Memories of Alvin Goerzen

I read this at the memorial service for Alvin Goerzen on March 23, 2005.

For us grandchildren, our earliest memories of Grandpa are of visiting
him at his farm. It was always fun to be there. Family gatherings
were usually there, and he always made delicious food. Peter, James,
and I remember the Zwiebach, borscht, and monster cookies the most.
If any of these things were ever missing from a meal, I’d be
disappointed, even though the food was still great.

The family usually was at Grandpa’s place for Christmas. Grandpa’s
tree had the wheat-weaving ornaments that Grandma Goerzen made. I
don’t remember her, but I always admired those ornaments.

After dinner, we’d have our gift exchange. We’d all get our Christmas
presents, and then after it was all over, Grandpa would get a sly
smile and a little twinkle in his eye. He had “extra” presents for
each of us grandkids every year. No matter how nice the other
presents were, Grandpa’s always seemed extra special.

There were lots of things to do at Grandpa’s place. He kept toy
tractors and vehicles in a closet off his living room. They were
probably 30 years old, but they still worked fine. He also had a
large supply of board games. But the most unique thing was his air
hockey table. It was always great fun to play a game of air hockey
with Grandpa.

We have lots of memories of Grandpa’s yard and farm, too. The yard
was always good for exploring — an old implement here or there, or an
old vehicle. Or maybe some wasps if you look in the wrong place. I
never got stung, but I still remember what places to avoid because of
wasps or bees.

I remember the day I was exploring behind some buildings and found an
old John Deere tractor. I had heard people talk about this tractor,
but I couldn’t remember ever seeing it before. It seemed almost like
a legend to me, and I was quite excited to actually find it.

Grandpa’s creek at the edge of his pasture was good for fishing and
camping. The cows didn’t seem to mind the visitors, and sometimes
came surprisingly close.

Grandpa liked to be a bit of a tease. He’d greet us with “Hi, Skeezix”
when we’d arrive at his place, and he often called me Hanschen.

Grandpa was always interested in our lives. He was at all our school
concerts, recitals, and plays. Last fall, Terah had been sick, and
just as she was getting better, Grandpa was taken to intensive care.
We visited him there, and it was the first time he had seen Terah
since she was sick.

Grandpa looked asleep when we got there. Terah said “hi” and started
to ask him how he was doing. He immediately interrupted her. In the
strongest voice I heard from him in quite awhile, he said, “Terah, how
are you?” Grandpa refused discuss how he was doing until he was
completely sure that Terah was OK. It’s a special feeling to know how
deeply he cared about us.

Grandpa always wanted visitors, even when his illnesses made it
difficult. Terah and I often visited him after church on Sundays. He
wanted to know how we were doing, what happened in church, and might
tell us how he was doing if we asked. He sure wouldn’t say anything
if he thought it might interfere with hearing about us, though.

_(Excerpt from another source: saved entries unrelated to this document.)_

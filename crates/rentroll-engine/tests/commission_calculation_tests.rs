// Integration tests for single-subject commission calculations.

mod common;

use common::*;

use rentroll_core::errors::LedgerError;
use rentroll_core::model::{CommissionPolicy, PropertyFilter};
use rentroll_core_types::{AgentId, CaretakerId, Money, PropertyId};
use rentroll_engine::{calculate_agent_commission, calculate_caretaker_commission};
use rentroll_store::MemoryRepository;

// ---------------------------------------------------------------------------
// caretaker
// ---------------------------------------------------------------------------

#[tokio::test]
async fn test_caretaker_percentage_commission() {
    let repo = MemoryRepository::new();
    let ct = seed_caretaker(&repo, "ct-1", CommissionPolicy::percentage(10), None).await;
    seed_caretaker_property_with_rent(&repo, &ct, "prop-a", "lease-a", 60_000, "2024-02").await;
    seed_caretaker_property_with_rent(&repo, &ct, "prop-b", "lease-b", 40_000, "2024-02").await;

    let result = calculate_caretaker_commission(&repo, &ct, period("2024-02"), &unrestricted())
        .await
        .unwrap();

    assert_eq!(result.total_rent_collected, Money::from_minor(100_000));
    assert_eq!(result.commission_amount, Money::from_minor(10_000));
    assert_eq!(result.total_amount, Money::from_minor(10_000));
    assert_eq!(result.properties.len(), 2);
}

#[tokio::test]
async fn test_caretaker_flat_rate_ignores_rent() {
    let repo = MemoryRepository::new();
    let ct = seed_caretaker(
        &repo,
        "ct-1",
        CommissionPolicy::flat_rate_major(50),
        Some(Money::from_minor(80_000)),
    )
    .await;
    seed_caretaker_property_with_rent(&repo, &ct, "prop-a", "lease-a", 123_456, "2024-02").await;

    let result = calculate_caretaker_commission(&repo, &ct, period("2024-02"), &unrestricted())
        .await
        .unwrap();

    assert_eq!(result.commission_amount, Money::from_minor(5_000));
    assert_eq!(result.salary_amount, Money::from_minor(80_000));
    assert_eq!(result.total_amount, Money::from_minor(85_000));
}

#[tokio::test]
async fn test_caretaker_property_filter_excludes_other_properties() {
    let repo = MemoryRepository::new();
    let ct = seed_caretaker(&repo, "ct-1", CommissionPolicy::percentage(10), None).await;
    seed_caretaker_property_with_rent(&repo, &ct, "prop-a", "lease-a", 60_000, "2024-02").await;
    seed_caretaker_property_with_rent(&repo, &ct, "prop-b", "lease-b", 40_000, "2024-02").await;

    let filter = PropertyFilter::only([PropertyId::from("prop-a")]);
    let result = calculate_caretaker_commission(&repo, &ct, period("2024-02"), &filter)
        .await
        .unwrap();

    assert_eq!(result.total_rent_collected, Money::from_minor(60_000));
    assert_eq!(result.commission_amount, Money::from_minor(6_000));
    assert_eq!(result.properties.len(), 1);
}

#[tokio::test]
async fn test_caretaker_payments_outside_period_excluded() {
    let repo = MemoryRepository::new();
    let ct = seed_caretaker(&repo, "ct-1", CommissionPolicy::percentage(10), None).await;
    let lease =
        seed_caretaker_property_with_rent(&repo, &ct, "prop-a", "lease-a", 50_000, "2024-02")
            .await;
    // Payments in neighboring months must not leak in
    seed_payment(&repo, &lease, 70_000, mid_period("2024-01")).await;
    seed_payment(&repo, &lease, 90_000, mid_period("2024-03")).await;

    let result = calculate_caretaker_commission(&repo, &ct, period("2024-02"), &unrestricted())
        .await
        .unwrap();

    assert_eq!(result.total_rent_collected, Money::from_minor(50_000));
}

#[tokio::test]
async fn test_caretaker_not_found() {
    let repo = MemoryRepository::new();

    let err = calculate_caretaker_commission(
        &repo,
        &CaretakerId::from("missing"),
        period("2024-02"),
        &unrestricted(),
    )
    .await
    .unwrap_err();

    assert!(matches!(err, LedgerError::CaretakerNotFound { .. }));
    assert_eq!(err.code(), "ERR_CARETAKER_NOT_FOUND");
}

#[tokio::test]
async fn test_caretaker_calculation_is_idempotent() {
    let repo = MemoryRepository::new();
    let ct = seed_caretaker(
        &repo,
        "ct-1",
        CommissionPolicy::percentage(7),
        Some(Money::from_minor(1_000)),
    )
    .await;
    seed_caretaker_property_with_rent(&repo, &ct, "prop-a", "lease-a", 33_333, "2024-02").await;

    let first = calculate_caretaker_commission(&repo, &ct, period("2024-02"), &unrestricted())
        .await
        .unwrap();
    let second = calculate_caretaker_commission(&repo, &ct, period("2024-02"), &unrestricted())
        .await
        .unwrap();

    assert_eq!(first.total_rent_collected, second.total_rent_collected);
    assert_eq!(first.commission_amount, second.commission_amount);
    assert_eq!(first.total_amount, second.total_amount);
    assert_eq!(first.properties, second.properties);
}

// ---------------------------------------------------------------------------
// agent
// ---------------------------------------------------------------------------

#[tokio::test]
async fn test_agent_percentage_per_lease() {
    let repo = MemoryRepository::new();
    let agent = seed_agent(&repo, "agent-1", CommissionPolicy::percentage(10)).await;
    seed_agent_lease_with_rent(&repo, &agent, "prop-a", "lease-a", 50_000, "2024-02").await;
    seed_agent_lease_with_rent(&repo, &agent, "prop-b", "lease-b", 30_000, "2024-02").await;

    let result = calculate_agent_commission(&repo, &agent, period("2024-02"), &unrestricted())
        .await
        .unwrap();

    assert_eq!(result.total_rent_collected, Money::from_minor(80_000));
    assert_eq!(result.commission_amount, Money::from_minor(8_000));
    assert_eq!(result.leases.len(), 2);
    assert_eq!(result.leases[0].commission + result.leases[1].commission,
        result.commission_amount);
}

#[tokio::test]
async fn test_agent_zero_rate_earns_nothing() {
    let repo = MemoryRepository::new();
    let agent = seed_agent(&repo, "agent-1", CommissionPolicy::percentage(0)).await;
    seed_agent_lease_with_rent(&repo, &agent, "prop-a", "lease-a", 100_000, "2024-02").await;

    let result = calculate_agent_commission(&repo, &agent, period("2024-02"), &unrestricted())
        .await
        .unwrap();

    assert_eq!(result.total_rent_collected, Money::from_minor(100_000));
    assert_eq!(result.commission_amount, Money::ZERO);
    assert!(result.leases.iter().all(|l| l.commission.is_zero()));
}

#[tokio::test]
async fn test_agent_property_filter() {
    let repo = MemoryRepository::new();
    let agent = seed_agent(&repo, "agent-1", CommissionPolicy::percentage(10)).await;
    seed_agent_lease_with_rent(&repo, &agent, "prop-a", "lease-a", 50_000, "2024-02").await;
    seed_agent_lease_with_rent(&repo, &agent, "prop-b", "lease-b", 30_000, "2024-02").await;

    let filter = PropertyFilter::only([PropertyId::from("prop-b")]);
    let result = calculate_agent_commission(&repo, &agent, period("2024-02"), &filter)
        .await
        .unwrap();

    assert_eq!(result.total_rent_collected, Money::from_minor(30_000));
    assert_eq!(result.leases.len(), 1);
}

#[tokio::test]
async fn test_agent_not_found() {
    let repo = MemoryRepository::new();

    let err = calculate_agent_commission(
        &repo,
        &AgentId::from("missing"),
        period("2024-02"),
        &unrestricted(),
    )
    .await
    .unwrap_err();

    assert!(matches!(err, LedgerError::AgentNotFound { .. }));
}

Sometimes, it was difficult for him to talk, but every time, he made
sure to say thank you for visiting. That made us feel special, too.

Terah remembers another hospital visit. Even though Grandpa looked
asleep, she held his hand and talked to him for awhile. When she said
goodbye, Grandpa managed to open his eyes for a moment and thank her
for visiting.

Last Thursday, Terah visited Grandpa at Bethesda. She called me at
work to tell me that Grandpa didn’t say “thank you”. She didn’t have
to tell me what that meant.

We hurried back to Bethesda that evening. Grandpa was still not doing
well. He said a few words when we got there, but by the end of our
visit, he was too tired to thank us for visiting.

That time, I was the one that said “thank you”. I thanked him for
letting us visit him so many times. He brightened all our lives.